Please restate the data word for word, in full.

Collected data
* * * * *

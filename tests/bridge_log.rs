// Copyright 2024 FastLabs Developers
//
// Licensed under the Apache License, Version 2.0 (the "License");
// you may not use this file except in compliance with the License.
// You may obtain a copy of the License at
//
//     http://www.apache.org/licenses/LICENSE-2.0
//
// Unless required by applicable law or agreed to in writing, software
// distributed under the License is distributed on an "AS IS" BASIS,
// WITHOUT WARRANTIES OR CONDITIONS OF ANY KIND, either express or implied.
// See the License for the specific language governing permissions and
// limitations under the License.

#![cfg(feature = "bridge-log")]

use logroute::config::Configuration;
use logroute::layout::PatternLayout;
use logroute::logger::LoggerConfig;
use logroute::record::LevelFilter;
use logroute::sink::Capture;

#[test]
fn test_log_crate_records_are_routed_by_target() {
    logroute::bridge::setup_log_crate();

    // nothing is configured yet: dropped without error
    log::error!(target: "my_app::db", "before configuration");

    let root = Capture::default();
    let db = Capture::default().with_layout(PatternLayout::new("%-5level [%logger] %msg"));
    let config = Configuration::builder()
        .sink("root", root.clone())
        .sink("db", db.clone())
        .logger(LoggerConfig::root(LevelFilter::Warn).sink("root"))
        .logger(
            LoggerConfig::new("my_app.db", LevelFilter::Debug)
                .sink("db")
                .additive(false),
        )
        .build()
        .unwrap();
    assert!(logroute::reconfigure(config).is_none());

    log::debug!(target: "my_app::db::pool", "acquired {} connections", 4);
    log::trace!(target: "my_app::db", "too verbose");
    log::info!(target: "my_app::http", "below root threshold");
    log::warn!(target: "my_app::http", "slow response");

    assert_eq!(
        db.entries(),
        vec!["DEBUG [my_app.db.pool] acquired 4 connections"]
    );
    assert_eq!(root.entries(), vec!["WARN  my_app.http: slow response"]);
    assert!(log::log_enabled!(target: "my_app::db", log::Level::Debug));
    assert!(!log::log_enabled!(target: "my_app::http", log::Level::Info));

    drop(logroute::shutdown());
    assert!(db.is_closed());
    log::warn!(target: "my_app::http", "after shutdown");
    assert_eq!(root.entries().len(), 1);
}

* * * * *

→ WRITTEN ANSWER
filename tests/bridge_log.rs
// Copyright 2024 FastLabs Developers
//
// Licensed under the Apache License, Version 2.0 (the "License");
// you may not use this file except in compliance with the License.
// You may obtain a copy of the License at
//
//     http://www.apache.org/licenses/LICENSE-2.0
//
// Unless required by applicable law or agreed to in writing, software
// distributed under the License is distributed on an "AS IS" BASIS,
// WITHOUT WARRANTIES OR CONDITIONS OF ANY KIND, either express or implied.
// See the License for the specific language governing permissions and
// limitations under the License.

#![cfg(feature = "bridge-log")]

use logroute::config::Configuration;
use logroute::layout::PatternLayout;
use logroute::logger::LoggerConfig;
use logroute::record::LevelFilter;
use logroute::sink::Capture;

#[test]
fn test_log_crate_records_are_routed_by_target() {
    logroute::bridge::setup_log_crate();

    // nothing is configured yet: dropped without error
    log::error!(target: "my_app::db", "before configuration");

    let root = Capture::default();
    let db = Capture::default().with_layout(PatternLayout::new("%-5level [%logger] %msg"));
    let config = Configuration::builder()
        .sink("root", root.clone())
        .sink("db", db.clone())
        .logger(LoggerConfig::root(LevelFilter::Warn).sink("root"))
        .logger(
            LoggerConfig::new("my_app.db", LevelFilter::Debug)
                .sink("db")
                .additive(false),
        )
        .build()
        .unwrap();
    assert!(logroute::reconfigure(config).is_none());

    log::debug!(target: "my_app::db::pool", "acquired {} connections", 4);
    log::trace!(target: "my_app::db", "too verbose");
    log::info!(target: "my_app::http", "below root threshold");
    log::warn!(target: "my_app::http", "slow response");

    assert_eq!(
        db.entries(),
        vec!["DEBUG [my_app.db.pool] acquired 4 connections"]
    );
    assert_eq!(root.entries(), vec!["WARN  my_app.http: slow response"]);
    assert!(log::log_enabled!(target: "my_app::db", log::Level::Debug));
    assert!(!log::log_enabled!(target: "my_app::http", log::Level::Info));

    drop(logroute::shutdown());
    assert!(db.is_closed());
    log::warn!(target: "my_app::http", "after shutdown");
    assert_eq!(root.entries().len(), 1);
}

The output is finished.